If someone have something to add to summary, be my guest.

So let's start with simplest things. There is nothing could be done with reliability of publish subscribe, and probably that's ok. For broken stream notification it can be done by proper transport shutdown of connections, which was discussed a bit. I don't want to repeat myself, just say that shutdown is implemented in every connection oriented network protocol. Including few ones with implicit connections (e.g. sctp and rxrpc). It's interesting that sctp has no half-closed state as I proposed, but has notification of undelivered message. All in all I think this should be discussed more.

Reliability guarantees of push/pull also can't be implemented fully. If we would like to introduce acks for the event of message have been processed by application we just use request/reply pattern, since it is designed specifically for this kind of task.

Both Push/Pull and Req/Rep patterns need to be able to deliver messages to specific destination. Destination which is group of adresses should also be supported. I don't sure if it's ok if last requirement would need a device to work, because device can become a bottleneck and two devices can't be attached for the reason, which device was atached for in the first place. Also usage of unrelated socket type (XREP in current implementation) should be discouraged or even should be removed totally. For this very task identities were introduced, and time has proven that identities just don't work.

We will back to destination routing shortly. Now I'm going to introduce meaning of out of band (OOB) messages. This kind of message is meaningless for applications, it's used for heartbeats, acks and presence. I'm also going to introduce two types of devices: transparent (syn. dumb) ones and smart (syn. complex) ones. Former is a device which just agregates connections, and forwards OOB as is (well, appending address data). Latter is some kind of smart application, examples are: load balancer or device implementing message persistency (BTW both examples could be used with both req/rep and push/pull).

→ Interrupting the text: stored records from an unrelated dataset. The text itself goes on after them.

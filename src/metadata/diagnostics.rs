//! Diagnostics collected while synthesizing proxy types.
//!
//! Synthesis is all-or-nothing for structural problems, but several conditions are
//! recovered locally and must still be visible to the caller: default values that
//! were skipped because of known constant defects, coerced defaults, defaults that
//! failed and were dropped, invisible interfaces that were filtered out, and cache
//! activity. These are recorded here rather than printed.
//!
//! The collector is append-only and lock-free ([`boxcar::Vec`]), so the collector
//! module can share one instance across concurrent synthesis calls.
//!
//! # Examples
//!
//! ```rust
//! use cilproxy::metadata::diagnostics::{DiagnosticCategory, Diagnostics};
//!
//! let diagnostics = Diagnostics::new();
//! diagnostics.warning(DiagnosticCategory::DefaultValue, "dropped default for 'when'");
//! assert!(diagnostics.has_warnings());
//! println!("{}", diagnostics.summary());
//! ```

use std::fmt::{self, Write};

use crate::metadata::token::Token;

/// Severity level of a diagnostic.
#[derive(Debug, Clone, Copy, PartialEq, Eq, Hash)]
pub enum DiagnosticSeverity {
    /// Informational: a recovered condition or a noteworthy event
    Info,
    /// Something was dropped but synthesis continued
    Warning,
    /// A synthesis attempt failed
    Error,
}

impl fmt::Display for DiagnosticSeverity {
    fn fmt(&self, f: &mut fmt::Formatter<'_>) -> fmt::Result {
        match self {
            DiagnosticSeverity::Info => write!(f, "INFO"),
            DiagnosticSeverity::Warning => write!(f, "WARN"),
            DiagnosticSeverity::Error => write!(f, "ERROR"),
        }
    }
}

/// Which stage of synthesis produced a diagnostic.
#[derive(Debug, Clone, Copy, PartialEq, Eq, Hash)]
pub enum DiagnosticCategory {
    /// Interface closure resolution
    Interface,
    /// Member extraction and naming
    Member,
    /// Generic parameter replication
    Generic,
    /// Custom attribute replication
    CustomAttribute,
    /// Default value replication
    DefaultValue,
    /// Type finalization
    Finalization,
    /// Proxy cache activity
    Cache,
    /// Anything else
    General,
}

impl fmt::Display for DiagnosticCategory {
    fn fmt(&self, f: &mut fmt::Formatter<'_>) -> fmt::Result {
        match self {
            DiagnosticCategory::Interface => write!(f, "Interface"),
            DiagnosticCategory::Member => write!(f, "Member"),
            DiagnosticCategory::Generic => write!(f, "Generic"),
            DiagnosticCategory::CustomAttribute => write!(f, "CustomAttribute"),
            DiagnosticCategory::DefaultValue => write!(f, "DefaultValue"),
            DiagnosticCategory::Finalization => write!(f, "Finalization"),
            DiagnosticCategory::Cache => write!(f, "Cache"),
            DiagnosticCategory::General => write!(f, "General"),
        }
    }
}

/// A single diagnostic entry.
#[derive(Debug, Clone)]
pub struct Diagnostic {
    /// Severity level
    pub severity: DiagnosticSeverity,
    /// Producing stage
    pub category: DiagnosticCategory,
    /// Human-readable description
    pub message: String,
    /// Token of the affected entity, if any
    pub token: Option<Token>,
    /// Full name of the type being synthesized, if any
    pub type_name: Option<String>,
}

impl Diagnostic {
    /// Create a diagnostic without context
    pub fn new(
        severity: DiagnosticSeverity,
        category: DiagnosticCategory,
        message: impl Into<String>,
    ) -> Self {
        Self {
            severity,
            category,
            message: message.into(),
            token: None,
            type_name: None,
        }
    }

    /// Attach the token of the affected entity
    #[must_use]
    pub fn with_token(mut self, token: Token) -> Self {
        self.token = Some(token);
        self
    }

    /// Attach the name of the type being synthesized
    #[must_use]
    pub fn with_type(mut self, type_name: impl Into<String>) -> Self {
        self.type_name = Some(type_name.into());
        self
    }
}

impl fmt::Display for Diagnostic {
    fn fmt(&self, f: &mut fmt::Formatter<'_>) -> fmt::Result {
        write!(f, "[{}] {}: {}", self.severity, self.category, self.message)?;

        if let Some(type_name) = &self.type_name {
            write!(f, " (type: {type_name})")?;
        }

        if let Some(token) = self.token {
            write!(f, " (token: {token})")?;
        }

        Ok(())
    }
}

/// Thread-safe, append-only diagnostic collector.
#[derive(Debug)]
pub struct Diagnostics {
    entries: boxcar::Vec<Diagnostic>,
}

impl Default for Diagnostics {
    fn default() -> Self {
        Self::new()
    }
}

impl Diagnostics {
    /// Create an empty collector
    #[must_use]
    pub fn new() -> Self {
        Self {
            entries: boxcar::Vec::new(),
        }
    }

    /// Record an informational entry
    pub fn info(&self, category: DiagnosticCategory, message: impl Into<String>) {
        self.push(Diagnostic::new(DiagnosticSeverity::Info, category, message));
    }

    /// Record a warning
    pub fn warning(&self, category: DiagnosticCategory, message: impl Into<String>) {
        self.push(Diagnostic::new(
            DiagnosticSeverity::Warning,
            category,
            message,
        ));
    }

    /// Record an error
    pub fn error(&self, category: DiagnosticCategory, message: impl Into<String>) {
        self.push(Diagnostic::new(
            DiagnosticSeverity::Error,
            category,
            message,
        ));
    }

    /// Record a prepared entry
    pub fn push(&self, diagnostic: Diagnostic) {
        self.entries.push(diagnostic);
    }

    /// True if anything was recorded
    pub fn has_any(&self) -> bool {
        self.entries.count() > 0
    }

    /// True if at least one error was recorded
    pub fn has_errors(&self) -> bool {
        self.count_of(DiagnosticSeverity::Error) > 0
    }

    /// True if at least one warning was recorded
    pub fn has_warnings(&self) -> bool {
        self.count_of(DiagnosticSeverity::Warning) > 0
    }

    /// Total number of entries
    pub fn count(&self) -> usize {
        self.entries.count()
    }

    /// Number of entries with the given severity
    pub fn count_of(&self, severity: DiagnosticSeverity) -> usize {
        self.entries
            .iter()
            .filter(|(_, d)| d.severity == severity)
            .count()
    }

    /// Iterate all entries in insertion order
    pub fn iter(&self) -> impl Iterator<Item = &Diagnostic> {
        self.entries.iter().map(|(_, d)| d)
    }

    /// All entries of one category
    pub fn by_category(&self, category: DiagnosticCategory) -> Vec<&Diagnostic> {
        self.iter().filter(|d| d.category == category).collect()
    }

    /// All warnings
    pub fn warnings(&self) -> Vec<&Diagnostic> {
        self.iter()
            .filter(|d| d.severity == DiagnosticSeverity::Warning)
            .collect()
    }

    /// Render a multi-line report of counts, errors and warnings
    pub fn summary(&self) -> String {
        let mut output = String::new();

        let error_count = self.count_of(DiagnosticSeverity::Error);
        let warning_count = self.count_of(DiagnosticSeverity::Warning);
        let info_count = self.count_of(DiagnosticSeverity::Info);

        let _ = writeln!(
            output,
            "Diagnostics: {error_count} error(s), {warning_count} warning(s), {info_count} info(s)"
        );

        for (title, severity) in [
            ("Errors", DiagnosticSeverity::Error),
            ("Warnings", DiagnosticSeverity::Warning),
        ] {
            if self.count_of(severity) == 0 {
                continue;
            }

            let _ = writeln!(output, "\n{title}:");
            for diag in self.iter().filter(|d| d.severity == severity) {
                let _ = writeln!(output, "  {diag}");
            }
        }

        output
    }
}

impl fmt::Display for Diagnostics {
    fn fmt(&self, f: &mut fmt::Formatter<'_>) -> fmt::Result {
        write!(f, "{}", self.summary())
    }
}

Smart devices are treated by zeromq as endpoints. It doesn't matter if smart device is just a load balancer on the way of request processing. It's like a reverse proxy for http (by the way http is a classic request reply, and is a good place to borrow ideas from), client usually thinks like it talks to origin, but there is no way to know where real origin is. Dumb devices are just like network routers. It doesn't matter how many of them on the path you know destination anyway. The path can also change while request on the fly if some route is reconfigured by BGP. (BTW, thanks Martin for the idea of using network infrastruture examples to illustrate the point).

To illustrate the need to have two types of devices more, I'll show some piece of infrastructure. Consider we have node A which is client. We have a router B, which is implemented with current XREP/XREQ sockets. B is connected to node C which is also a XREP/XREQ device, which 
has replier C1. B is also connected to node D which is XREP/XREQ device with nodes D1, D2, D3, D4 connected to it. Here is a picture http://graf.gafol.net/eAOiRGUTK. You probably already know that node C1 will have 4 times more requests that each of Dn, because B load balances between C and D and both C and D don't forward any info about connected nodes. Having C and D transparent nodes would solve the problem. Today it's partially solved by HWM, but it's not that great solution for the problem. 

Now i'm going to leave dumb devices alone. They must be just drop-in devices with no features could be added ever. It's ok even if they would need internals of zeromq to operate, they would just be included in the library. If they don't need internals they can be included in libzmq or libzapi or whatever.

Smart devices are the very different picture. They need specifically designed socket types for them. Comparing them to request/reply and push/pull they (1) must be non-blocking, (2) must give an access for OOB data for end user. Since they are for experts, and you can do lots of cool stuff with them, I'm going to propose single socket type, let's call it MUX for sake of this letter.

But first things first. We are going to advertise all the enpoints each other. No matter how many dumb devices between them. The exact semantics is to be decided. For current discussion let's imagine that every socket sends it's (random) identity in OOB message to connected nodes. Each dumb device adds route address and forward it further through all of the connections, just like in pub/sub. After reconnect address will be sent on next heartbeat. Before connecting user can set socket option ZMQ_ADVERT, which is opaque string which will be sent to other endpoints along with advertisement and heartbeat. It can be service name, shard name, password, service capacity or combination of them. Each connection has a random identity, each endpoint has single unique name. When presence reaches other endpoint, it remembers traceroute and endpoint id. It keeps each traceroute for each endpoint along with last heartbeat info. For MUX sockets OOB message is delivered to user with endpoint id and advertisement (but not traceroute, to simplify bookkeeping in application).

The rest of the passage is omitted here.